M5S had helped to fuel the anti-vaccination campaign and poured scorn on expert opinion that insists vaccines are safe and the combined measles, mumps and rubella (MMR) vaccine isn’t linked to autism. The party argued requiring schoolchildren to be vaccinated was “coercive.”

Last year, the health minister, a member of the Five Star Movement, introduced a temporary measure to allow children to stay in school as long as their parents declared they had been vaccinated without having to provide any documentation. Italian measles rates then skyrocketed and last year the country accounted for nearly a quarter of all new cases in Europe, according to WHO.

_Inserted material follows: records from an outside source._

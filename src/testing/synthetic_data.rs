//! Synthetic luma planes
//!
//! Every generator returns a dense, row-major `width * height` buffer.
//! [`with_row_padding`] turns one into a padded capture plane.

use rand::rngs::StdRng;
use rand::{Rng, SeedableRng};
use std::time::Duration;

pub fn uniform_plane(width: u32, height: u32, value: u8) -> Vec<u8> {
    vec![value; width as usize * height as usize]
}

/// Alternating `low`/`high` squares of `cell` pixels.
pub fn checkerboard(width: u32, height: u32, cell: u32, low: u8, high: u8) -> Vec<u8> {
    let cell = cell.max(1);
    (0..height)
        .flat_map(|y| (0..width).map(move |x| ((x / cell) + (y / cell)) % 2 == 0))
        .map(|light| if light { high } else { low })
        .collect()
}

/// Vertical bars of `period / 2` pixels: edges run top to bottom.
pub fn vertical_stripes(width: u32, height: u32, period: u32, low: u8, high: u8) -> Vec<u8> {
    let half = (period / 2).max(1);
    (0..height)
        .flat_map(|_| (0..width).map(move |x| if (x / half) % 2 == 0 { low } else { high }))
        .collect()
}

/// Horizontal bars of `period / 2` pixels: edges run left to right.
pub fn horizontal_bands(width: u32, height: u32, period: u32, low: u8, high: u8) -> Vec<u8> {
    let half = (period / 2).max(1);
    (0..height)
        .flat_map(|y| (0..width).map(move |_| if (y / half) % 2 == 0 { low } else { high }))
        .collect()
}

/// Uniform random plane, reproducible from `seed`.
pub fn noise_plane(width: u32, height: u32, seed: u64) -> Vec<u8> {
    let mut rng = StdRng::seed_from_u64(seed);
    (0..width as usize * height as usize).map(|_| rng.gen()).collect()
}

/// Shift a plane right by `dx` and down by `dy`, filling with `fill`.
pub fn shifted(plane: &[u8], width: u32, height: u32, dx: u32, dy: u32, fill: u8) -> Vec<u8> {
    let (w, h) = (width as usize, height as usize);
    let (dx, dy) = (dx as usize, dy as usize);
    let mut out = vec![fill; w * h];
    for y in dy..h {
        for x in dx..w {
            out[y * w + x] = plane[(y - dy) * w + (x - dx)];
        }
    }
    out
}

/// Re-lay a dense plane with `row_stride` bytes per row, padding with `pad`.
pub fn with_row_padding(plane: &[u8], width: u32, height: u32, row_stride: u32, pad: u8) -> Vec<u8> {
    let (w, stride) = (width as usize, row_stride as usize);
    assert!(stride >= w, "row stride must cover the width");
    let mut out = vec![pad; stride * height as usize];
    for (row, src) in out.chunks_mut(stride).zip(plane.chunks(w)) {
        row[..w].copy_from_slice(src);
    }
    out
}

/// Timestamps for a stream delivered at a fixed cadence.
#[derive(Debug, Clone, Copy)]
pub struct SyntheticStream {
    pub interval: Duration,
    next: Duration,
}

impl SyntheticStream {
    pub fn new(interval: Duration) -> Self {
        Self {
            interval,
            next: Duration::ZERO,
        }
    }

    /// ~30 fps capture cadence.
    pub fn camera_rate() -> Self {
        Self::new(Duration::from_micros(33_333))
    }
}

impl Iterator for SyntheticStream {
    type Item = Duration;

    fn next(&mut self) -> Option<Duration> {
        let current = self.next;
        self.next += self.interval;
        Some(current)
    }
}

The organization says 95% of a population needs to be inoculated for the spread of the disease to become unlikely, protecting those who cannot be vaccinated for serious health reasons, including lowered immunity.

In March, the Italian government allowed the M5S's temporary measure relaxing vaccination rules to expire, bringing back into play a two-year-old law requiring children to receive mandatory immunizations before attending school.

Analysts say there has been a noticeable shift in public opinion favoring vaccinations since an Italian populist politician who has campaigned against compulsory vaccinations was hospitalized last month after contracting chickenpox and was widely mocked on social media.